The aim of this thesis was to investigate the roles of the platelet surface receptors GPVI and GPIbα in the process of hematogenous melanoma metastasis. In the last decades, there has been accumulating evidence for a contribution of platelets and platelet receptors to hematogenous tumor metastasis. It is known today that functional platelets are a prerequisite to hematogenous dissemination of tumor cells and that the blockade of different platelet surface receptors or other factors of primary hemostasis can diminish metastasis in vivo. Therefore, the two important platelet receptors GPVI and GPIbα, which both play a central role in hemostasis, were studied in the context of experimental pulmonary metastasis. GPVI as well as GPIbα were inhibited by monoclonal, monovalent antibodies (p0p/B Fab fragments) in a syngeneic murine model of experimental pulmonary metastasis using C57BL/6 mice and B16F10 melanoma cells.
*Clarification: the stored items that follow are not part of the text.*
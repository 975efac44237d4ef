use std::collections::BTreeMap;
use crate::basic::var::{RTCM3_CRC_LEN, RTCM3_HEADER_LEN, RTCM3_PREAMBLE};

/// One RTCM3 message lifted out of the stream. The CRC is not checked.
#[derive(Debug, Clone, PartialEq, Eq)]
pub struct CorrectionFrame {
    pub msg_no: u16,
    pub payload: Vec<u8>,
}

/// Streaming RTCM3 frame synchronizer.
///
/// Bytes are fed in arbitrary chunks; the carry-over buffer keeps partial frames
/// between calls. Each inbound stream owns its own framer.
#[derive(Debug, Default)]
pub struct RtcmFramer {
    buf: Vec<u8>,
    stats: BTreeMap<u16, u64>,
}

/// Message number from the top 12 bits of a payload.
pub fn msg_number(payload: &[u8]) -> Option<u16> {
    if payload.len() < 2 {
        return None;
    }
    Some((((payload[0] as u16) << 4) | ((payload[1] as u16) >> 4)) & 0xFFF)
}

impl RtcmFramer {
    pub fn new() -> Self {
        Self::default()
    }

    /// Appends `data` and returns every frame completed by it, in stream order.
    pub fn feed(&mut self, data: &[u8]) -> Vec<CorrectionFrame> {
        self.buf.extend_from_slice(data);
        let mut frames = Vec::new();

        loop {
            match self.buf.iter().position(|&b| b == RTCM3_PREAMBLE) {
                // nothing to sync on: drop the whole buffer
                None => {
                    self.buf.clear();
                    break;
                }
                Some(0) => {}
                Some(start) => {
                    self.buf.drain(..start);
                }
            }
            if self.buf.len() < RTCM3_HEADER_LEN {
                break;
            }
            let len = ((((self.buf[1] as u16) << 8) | (self.buf[2] as u16)) & 0x3FF) as usize;
            let total = RTCM3_HEADER_LEN + len + RTCM3_CRC_LEN;
            if self.buf.len() < total {
                break;
            }
            let payload = &self.buf[RTCM3_HEADER_LEN..RTCM3_HEADER_LEN + len];
            if let Some(msg_no) = msg_number(payload) {
                *self.stats.entry(msg_no).or_insert(0) += 1;
                frames.push(CorrectionFrame {
                    msg_no,
                    payload: payload.to_vec(),
                });
            }
            self.buf.drain(..total);
        }

        frames
    }

    /// Bytes held back waiting for the rest of a frame.
    pub fn pending(&self) -> usize {
        self.buf.len()
    }

    /// Per-message counts, sorted by message number.
    pub fn stats(&self) -> Vec<(u16, u64)> {
        self.stats.iter().map(|(&k, &v)| (k, v)).collect()
    }

    pub fn reset_stats(&mut self) {
        self.stats.clear();
    }
}

/// Wraps `payload` in an RTCM3 frame with a zero CRC.
#[cfg(test)]
pub(crate) fn make_frame(payload: &[u8]) -> Vec<u8> {
    let len = payload.len();
    let mut frame = vec![RTCM3_PREAMBLE, ((len >> 8) & 0x03) as u8, (len & 0xFF) as u8];
    frame.extend_from_slice(payload);
    frame.extend_from_slice(&[0; RTCM3_CRC_LEN]);
    frame
}
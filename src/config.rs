use std::fs;
use std::io;
use std::path::Path;
use std::time::Duration;
use serde::{Deserialize, Serialize};
use tracing::info;
use crate::basic::ntrip::NtripOpt;
use crate::basic::var::{GeoPos, NTRIP_DEFAULT_PORT, SERIAL_DEFAULT_BAUD};
use crate::error::{RelayError, Result};
use crate::relay::arbiter::ArbiterOpt;
use crate::relay::relay_var::ForwardMode;

#[derive(Debug, Clone, PartialEq, Serialize, Deserialize)]
#[serde(default)]
pub struct BaseStationConfig {
    pub timeout_seconds: f64,
    pub use_1005_position: bool,
}

impl Default for BaseStationConfig {
    fn default() -> Self {
        BaseStationConfig {
            timeout_seconds: 10.0,
            use_1005_position: true,
        }
    }
}

#[derive(Debug, Clone, PartialEq, Serialize, Deserialize)]
#[serde(default)]
pub struct NtripConfig {
    pub host: String,
    pub port: u16,
    pub mountpoint: String,
    pub username: String,
    pub password: String,
}

impl Default for NtripConfig {
    fn default() -> Self {
        NtripConfig {
            host: String::new(),
            port: NTRIP_DEFAULT_PORT,
            mountpoint: String::new(),
            username: String::new(),
            password: String::new(),
        }
    }
}

#[derive(Debug, Clone, PartialEq, Serialize, Deserialize)]
#[serde(default)]
pub struct SerialConfig {
    pub port: String,
    pub baudrate: u32,
}

impl Default for SerialConfig {
    fn default() -> Self {
        SerialConfig {
            port: String::new(),
            baudrate: SERIAL_DEFAULT_BAUD,
        }
    }
}

/// Persisted relay settings.
#[derive(Debug, Clone, PartialEq, Default, Serialize, Deserialize)]
#[serde(default)]
pub struct RelayConfig {
    pub mode: ForwardMode,
    pub base_station: BaseStationConfig,
    pub ntrip: NtripConfig,
    /// Static position reported to the caster.
    pub position: GeoPos,
    pub serial: SerialConfig,
}

impl RelayConfig {
    pub fn validate(&self) -> Result<()> {
        if self.serial.port.trim().is_empty() {
            return Err(RelayError::Config("serial port is not set".into()));
        }
        if self.serial.baudrate == 0 {
            return Err(RelayError::Config("baud rate must be positive".into()));
        }
        if self.ntrip.host.trim().is_empty() {
            return Err(RelayError::Config("NTRIP host is not set".into()));
        }
        self.base_timeout()?;
        let pos = &self.position;
        if !(-90.0..=90.0).contains(&pos.lat) || !(-180.0..=180.0).contains(&pos.lon) {
            return Err(RelayError::Config(format!("position out of range: {}", pos)));
        }
        Ok(())
    }

    fn base_timeout(&self) -> Result<Duration> {
        let secs = self.base_station.timeout_seconds;
        match Duration::try_from_secs_f64(secs) {
            Ok(d) if !d.is_zero() => Ok(d),
            _ => Err(RelayError::Config(format!(
                "base station timeout must be a positive number of seconds, got {}",
                secs
            ))),
        }
    }

    pub fn ntrip_opt(&self) -> NtripOpt {
        NtripOpt {
            host: self.ntrip.host.trim().to_string(),
            port: self.ntrip.port,
            mountpoint: self.ntrip.mountpoint.trim().to_string(),
            username: self.ntrip.username.clone(),
            password: self.ntrip.password.clone(),
            ..NtripOpt::default()
        }
    }

    pub fn arbiter_opt(&self) -> ArbiterOpt {
        ArbiterOpt {
            mode: self.mode,
            timeout: self
                .base_timeout()
                .unwrap_or_else(|_| ArbiterOpt::default().timeout),
            use_station_pos: self.base_station.use_1005_position,
            static_pos: self.position,
        }
    }
}

/// Reads the config at `path`, or the defaults if the file does not exist.
pub fn load_config(path: &Path) -> Result<RelayConfig> {
    match fs::read_to_string(path) {
        Ok(text) => Ok(serde_json::from_str(&text)?),
        Err(e) if e.kind() == io::ErrorKind::NotFound => {
            info!("config {} not found, using defaults", path.display());
            Ok(RelayConfig::default())
        }
        Err(e) => Err(e.into()),
    }
}

pub fn save_config(cfg: &RelayConfig, path: &Path) -> Result<()> {
    if let Some(dir) = path.parent().filter(|d| !d.as_os_str().is_empty()) {
        fs::create_dir_all(dir)?;
    }
    fs::write(path, serde_json::to_string_pretty(cfg)?)?;
    info!("config saved to {}", path.display());
    Ok(())
}

#[cfg(test)]
mod tests {
    use super::*;
    use tempfile::tempdir;

    fn valid() -> RelayConfig {
        let mut cfg = RelayConfig::default();
        cfg.serial.port = "/dev/ttyUSB0".into();
        cfg.ntrip.host = "caster.example.com".into();
        cfg.ntrip.mountpoint = "RTCM3".into();
        cfg
    }

    #[test]
    fn test_missing_file_defaults() {
        let dir = tempdir().unwrap();
        let cfg = load_config(&dir.path().join("absent.json")).unwrap();
        assert_eq!(cfg, RelayConfig::default());
        assert_eq!(cfg.mode, ForwardMode::Normal);
        assert_eq!(cfg.ntrip.port, 2101);
        assert_eq!(cfg.serial.baudrate, 57600);
        assert_eq!(cfg.base_station.timeout_seconds, 10.0);
        assert!(cfg.base_station.use_1005_position);
    }

    #[test]
    fn test_partial_file_merges() {
        let dir = tempdir().unwrap();
        let path = dir.path().join("cfg.json");
        fs::write(
            &path,
            r#"{"mode": "backup", "ntrip": {"host": "h"}, "position": {"lat": 31.5}}"#,
        )
        .unwrap();
        let cfg = load_config(&path).unwrap();
        assert_eq!(cfg.mode, ForwardMode::Backup);
        assert_eq!(cfg.ntrip.host, "h");
        assert_eq!(cfg.ntrip.port, 2101);
        assert_eq!(cfg.position, GeoPos::new(31.5, 0.0, 0.0));
        assert_eq!(cfg.serial, SerialConfig::default());
    }

    #[test]
    fn test_save_then_load() {
        let dir = tempdir().unwrap();
        let path = dir.path().join("nested").join("cfg.json");
        let mut cfg = valid();
        cfg.mode = ForwardMode::Backup;
        cfg.base_station.timeout_seconds = 4.5;
        save_config(&cfg, &path).unwrap();
        let text = fs::read_to_string(&path).unwrap();
        assert!(text.contains("\"mode\": \"backup\""));
        assert_eq!(load_config(&path).unwrap(), cfg);
    }

    #[test]
    fn test_malformed_file() {
        let dir = tempdir().unwrap();
        let path = dir.path().join("cfg.json");
        fs::write(&path, "{ not json").unwrap();
        assert!(matches!(load_config(&path), Err(RelayError::Json(_))));
    }

    #[test]
    fn test_validate() {
        assert!(valid().validate().is_ok());
        assert!(RelayConfig::default().validate().is_err());

        let mut cfg = valid();
        cfg.serial.baudrate = 0;
        assert!(matches!(cfg.validate(), Err(RelayError::Config(_))));

        let mut cfg = valid();
        cfg.ntrip.host = "  ".into();
        assert!(cfg.validate().is_err());

        let mut cfg = valid();
        cfg.base_station.timeout_seconds = 0.0;
        assert!(cfg.validate().is_err());

        for bad in [-1.0, f64::NAN, f64::INFINITY, 1e20] {
            let mut cfg = valid();
            cfg.base_station.timeout_seconds = bad;
            assert!(matches!(cfg.validate(), Err(RelayError::Config(_))), "{}", bad);
            assert_eq!(cfg.arbiter_opt().timeout, Duration::from_secs(10));
        }

        let mut cfg = valid();
        cfg.position.lat = 91.0;
        assert!(cfg.validate().is_err());

        let mut cfg = valid();
        cfg.position.lon = -180.5;
        assert!(cfg.validate().is_err());
    }

    #[test]
    fn test_derived_options() {
        let mut cfg = valid();
        cfg.mode = ForwardMode::Backup;
        cfg.base_station.timeout_seconds = 2.5;
        cfg.base_station.use_1005_position = false;
        cfg.position = GeoPos::new(30.0, 114.0, 20.0);

        let ntrip = cfg.ntrip_opt();
        assert_eq!(ntrip.host, "caster.example.com");
        assert_eq!(ntrip.mountpoint, "RTCM3");
        assert_eq!(ntrip.gga_interval, Duration::from_secs(15));

        let arb = cfg.arbiter_opt();
        assert_eq!(arb.mode, ForwardMode::Backup);
        assert_eq!(arb.timeout, Duration::from_millis(2500));
        assert!(!arb.use_station_pos);
        assert_eq!(arb.static_pos, cfg.position);
    }
}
Antibody treatment of the mice did not induce thrombocytopenia, excluding an influence of platelet numbers on experimental metastasis. While blockade of GPVI showed no effect on in vivo melanoma metastasis in our experimental system, GPIbα-blockade led to an unexpected and significant increase in the number of metastatic foci. This effect could only be seen when GPIbα was blocked either before or together with tumor cell injection, pointing to a role of GPIbα in the early steps of the metastatic cascade. This observation was confirmed by the assessment of early fate of melanoma cells transfected with green fluorescent protein (GFP) under GPIbα blockade. GFP-transfected cells showed improved survival and pulmonary arrest of tumor cells shortly after GPIbα inhibition. In contrast, GPIbα blockade in P-selectin-deficient mice had no enhancing effect on metastasis, suggesting the involvement of GPIbα in the initial, P-selectin-dependent steps of metastasis. In conclusion, these findings show that GPIbα contributes to the control of early steps in tumor metastasis, in addition to its role in hemostasis. It could be demonstrated for the first time, that blockade of a platelet surface receptor does not always lead to a reduction of metastasis but can also have a pro-metastatic effect.